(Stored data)

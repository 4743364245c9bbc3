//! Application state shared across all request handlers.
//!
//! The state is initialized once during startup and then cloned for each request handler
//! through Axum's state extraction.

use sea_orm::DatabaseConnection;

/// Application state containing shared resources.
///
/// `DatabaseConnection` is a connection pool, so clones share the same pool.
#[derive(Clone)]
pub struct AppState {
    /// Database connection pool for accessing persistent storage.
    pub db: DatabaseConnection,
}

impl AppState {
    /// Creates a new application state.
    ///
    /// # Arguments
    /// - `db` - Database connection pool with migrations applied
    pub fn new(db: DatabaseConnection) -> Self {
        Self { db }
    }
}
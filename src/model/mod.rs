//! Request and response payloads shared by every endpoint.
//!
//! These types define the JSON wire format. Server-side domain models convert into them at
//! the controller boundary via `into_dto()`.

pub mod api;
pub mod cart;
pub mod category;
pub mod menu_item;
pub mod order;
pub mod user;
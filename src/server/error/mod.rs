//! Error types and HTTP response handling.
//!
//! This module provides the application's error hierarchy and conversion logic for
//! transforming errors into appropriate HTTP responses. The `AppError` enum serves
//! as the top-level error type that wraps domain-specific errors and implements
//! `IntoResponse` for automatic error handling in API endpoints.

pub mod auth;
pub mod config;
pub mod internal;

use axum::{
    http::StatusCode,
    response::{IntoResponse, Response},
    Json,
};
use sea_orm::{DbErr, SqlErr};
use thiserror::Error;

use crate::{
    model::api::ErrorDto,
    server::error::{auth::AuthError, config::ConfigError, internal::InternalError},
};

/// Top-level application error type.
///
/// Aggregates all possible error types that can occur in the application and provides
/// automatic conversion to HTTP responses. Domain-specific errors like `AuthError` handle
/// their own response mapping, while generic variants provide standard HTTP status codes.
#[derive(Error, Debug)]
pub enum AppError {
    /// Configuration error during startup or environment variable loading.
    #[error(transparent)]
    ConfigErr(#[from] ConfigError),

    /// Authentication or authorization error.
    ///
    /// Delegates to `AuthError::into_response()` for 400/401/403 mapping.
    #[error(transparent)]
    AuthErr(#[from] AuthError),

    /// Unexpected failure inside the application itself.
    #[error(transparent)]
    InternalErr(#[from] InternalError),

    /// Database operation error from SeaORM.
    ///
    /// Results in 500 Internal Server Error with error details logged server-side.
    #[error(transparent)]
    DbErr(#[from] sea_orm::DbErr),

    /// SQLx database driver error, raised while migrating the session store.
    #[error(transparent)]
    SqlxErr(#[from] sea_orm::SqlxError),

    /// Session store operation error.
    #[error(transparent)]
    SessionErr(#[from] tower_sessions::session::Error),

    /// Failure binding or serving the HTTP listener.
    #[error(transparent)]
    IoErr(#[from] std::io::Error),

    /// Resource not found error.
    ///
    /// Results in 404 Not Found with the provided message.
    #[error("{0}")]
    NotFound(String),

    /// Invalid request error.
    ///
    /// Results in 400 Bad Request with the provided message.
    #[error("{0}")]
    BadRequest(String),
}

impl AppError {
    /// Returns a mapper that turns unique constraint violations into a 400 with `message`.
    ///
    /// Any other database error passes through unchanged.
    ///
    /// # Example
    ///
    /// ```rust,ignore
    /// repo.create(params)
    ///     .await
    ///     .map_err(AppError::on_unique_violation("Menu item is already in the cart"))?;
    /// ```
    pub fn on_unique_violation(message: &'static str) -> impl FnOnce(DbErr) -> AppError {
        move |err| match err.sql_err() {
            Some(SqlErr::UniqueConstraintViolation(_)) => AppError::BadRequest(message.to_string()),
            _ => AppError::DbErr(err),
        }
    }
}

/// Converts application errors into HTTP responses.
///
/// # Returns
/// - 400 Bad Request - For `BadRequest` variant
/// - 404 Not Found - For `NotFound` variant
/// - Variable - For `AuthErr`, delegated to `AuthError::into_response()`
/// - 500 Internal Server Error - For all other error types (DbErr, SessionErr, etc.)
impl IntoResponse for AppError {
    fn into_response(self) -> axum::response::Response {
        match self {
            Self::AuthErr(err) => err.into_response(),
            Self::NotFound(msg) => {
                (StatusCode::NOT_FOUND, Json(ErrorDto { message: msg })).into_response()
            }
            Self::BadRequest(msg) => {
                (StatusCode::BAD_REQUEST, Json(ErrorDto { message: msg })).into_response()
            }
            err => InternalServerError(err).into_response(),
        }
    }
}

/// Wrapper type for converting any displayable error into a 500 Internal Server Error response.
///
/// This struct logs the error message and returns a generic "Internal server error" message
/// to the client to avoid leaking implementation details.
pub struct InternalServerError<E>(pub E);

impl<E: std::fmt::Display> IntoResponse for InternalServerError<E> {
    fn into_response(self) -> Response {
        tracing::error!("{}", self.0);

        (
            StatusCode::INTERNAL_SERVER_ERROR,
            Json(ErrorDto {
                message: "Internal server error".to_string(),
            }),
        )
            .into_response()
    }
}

## Work task:
Scan the data above for the string "automatic". Copy every line in which it appears.

## Output of the task:
//! `IntoResponse` for automatic error handling in API endpoints.
/// automatic conversion to HTTP responses. Domain-specific errors like `AuthError` handle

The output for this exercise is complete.